Wednesday, April 30, 2008



Ducunt volentem fata, nolentem trahunt.
"The Fates lead him who will. Him who won't, they drag."
Seneca, ~30 a.d.

I think of the future sometimes.

Most of the time, I'm thinking of the very, very near future. As in, eight hours from now when the project summary comes due or twenty four hours from now when I'm supposed to be on a plane, or five minutes from now when I will have needed to be at a meeting for 15 minutes.

I spend a lot of the remaining time thinking about the past...what went right, what went wrong, and how what went right was probably just something going wrong that went at it wrong. (I am, despite the words of those close to me, not truly a cynic at heart...I am a rampant and disappointed idealist, perhaps, but not truly a cynic).

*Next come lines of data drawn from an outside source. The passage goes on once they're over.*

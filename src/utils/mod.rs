pub mod app_data;
pub mod progress;
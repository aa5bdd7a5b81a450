//! Index loader
//!
//! Opens a persisted index directory and reconstructs a [`Searcher`].
//! Loading is all-or-nothing: any structural inconsistency (bad magic or
//! version, suffix array / buffer size mismatch, a suffix array that is
//! not a permutation of `[0, N)`, non-ascending paragraph offsets) fails
//! the load outright. There is no degraded or partial index.
//!
//! The corpus buffer is memory-mapped; the suffix array is decoded and
//! validated into memory, and the FM-index tables are recomputed from
//! both.

use super::types::{INDEX_MAGIC, INDEX_VERSION, IndexMeta, ParagraphTable, SuffixArrayHeader, SuffixEntry};
use super::{CORPUS_FILE, META_FILE, PARAGRAPHS_FILE, SA_FILE};
use crate::search::{Searcher, TextStore};
use anyhow::{Context, Result, bail};
use memmap2::Mmap;
use std::fs::File;
use std::io::BufReader;
use std::path::Path;

/// Load a searcher from an index directory.
pub fn open(index_dir: &Path) -> Result<Searcher> {
    let corpus_path = index_dir.join(CORPUS_FILE);
    let text_file = File::open(&corpus_path)
        .with_context(|| format!("failed to open {}", corpus_path.display()))?;
    let text_mmap = unsafe { Mmap::map(&text_file)? };
    let n = text_mmap.len();

    if n > u32::MAX as usize {
        bail!("corpus buffer exceeds u32::MAX bytes ({n})");
    }

    let sa = read_suffix_array(&index_dir.join(SA_FILE), n)?;
    validate_permutation(&sa, n)?;

    let paragraphs_path = index_dir.join(PARAGRAPHS_FILE);
    let paragraphs_file = File::open(&paragraphs_path)
        .with_context(|| format!("failed to open {}", paragraphs_path.display()))?;
    let paragraphs: ParagraphTable = serde_json::from_reader(BufReader::new(paragraphs_file))
        .context("failed to parse paragraph table")?;
    paragraphs.validate(n)?;

    Ok(Searcher::from_validated(
        TextStore::Mapped(text_mmap),
        sa,
        paragraphs,
    ))
}

/// Read index metadata without loading the index itself.
pub fn read_meta(index_dir: &Path) -> Result<IndexMeta> {
    let path = index_dir.join(META_FILE);
    let content = std::fs::read_to_string(&path)
        .with_context(|| format!("failed to read {}", path.display()))?;
    serde_json::from_str(&content).context("failed to parse index metadata")
}

fn read_suffix_array(path: &Path, buffer_len: usize) -> Result<Vec<SuffixEntry>> {
    let file = File::open(path).with_context(|| format!("failed to open {}", path.display()))?;
    let mmap = unsafe { Mmap::map(&file)? };

    if mmap.len() < SuffixArrayHeader::SIZE {
        bail!("invalid sa.bin: file too small");
    }

    let magic = u32::from_le_bytes(mmap[0..4].try_into()?);
    if magic != INDEX_MAGIC {
        bail!("invalid sa.bin: bad magic number {magic:#010x}");
    }
    let version = u32::from_le_bytes(mmap[4..8].try_into()?);
    if version != INDEX_VERSION {
        bail!("unsupported sa.bin version: {version}");
    }
    let suffix_count = u64::from_le_bytes(mmap[8..16].try_into()?);

    if suffix_count != buffer_len as u64 {
        bail!("suffix count {suffix_count} does not match corpus size {buffer_len}");
    }
    let expected = SuffixArrayHeader::SIZE + suffix_count as usize * size_of::<SuffixEntry>();
    if mmap.len() != expected {
        bail!(
            "invalid sa.bin: expected {expected} bytes, found {}",
            mmap.len()
        );
    }

    let mut sa = Vec::with_capacity(suffix_count as usize);
    for chunk in mmap[SuffixArrayHeader::SIZE..].chunks_exact(size_of::<SuffixEntry>()) {
        sa.push(SuffixEntry::from_le_bytes(chunk.try_into()?));
    }
    Ok(sa)
}

/// The suffix array must be a permutation of `[0, N)`.
fn validate_permutation(sa: &[SuffixEntry], n: usize) -> Result<()> {
    let mut seen = vec![false; n];
    for &entry in sa {
        let pos = entry as usize;
        if pos >= n {
            bail!("suffix array entry {pos} out of range for buffer of {n} bytes");
        }
        if seen[pos] {
            bail!("suffix array is not a permutation: duplicate entry {pos}");
        }
        seen[pos] = true;
    }
    Ok(())
}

I worry, and worrying for me is a mostly about confusing the near future with a distant past.

But sometimes, I think of the future. The real future.

For me, right now, these moments are occupied wondering about being a dad. I am not a dad, and I have no immediate reason to believe I will soon be a dad. But I think about it a lot...we think about it a lot. For me, it's not a yearning, exactly...not a need...but it feels like a want...like the happy memory of a first crush, it's a quiet and peaceful want that won't quite leave, but doesn't cause much trouble.

My friend Jimmy just had a baby, and my friend Ryan just had a baby. I have met one, and can't wait to meet the other. Two of my best friends in the world are dads. Like, the real kind of dad...like my dad was a dad. I struggle to imagine them as my dad...waking up early to get chocolate Entenman's donuts on Saturday mornings and grunting under the car as he drains engine oil in the hot afternoons. But, for some reason, I can imagine me doing it. They may become their dads, and that is likely a very good thing. And I may become mine...that is also a very good thing. We will learn to clap at recitals and work late for soccer-uniform money and to sit and watch and genuinely love our kids when they do the little things that bring them joy, whether we understand them or not. I hope I have those days. I don't need them just yet, but I hope I get them.

At the same time, I'm surprised at the lack of aching. I think, after two years and some change, I may be finding some peace in the unknowable To-Come. I'm tired of trying to predict it, honestly, and I'm becoming slightly thrilled at my inability to beat it. There is a peace in that...it's strange, but there is.

I don't know what is to come. I don't know if it includes birth, or adoption, or joy, or heartache, or another 50 years of the a marriage better than my tiny imagination would have sketched...with child or without. I don't know. But the peace, perhaps, is in knowing that I'm allowed to stop telling myself I should know.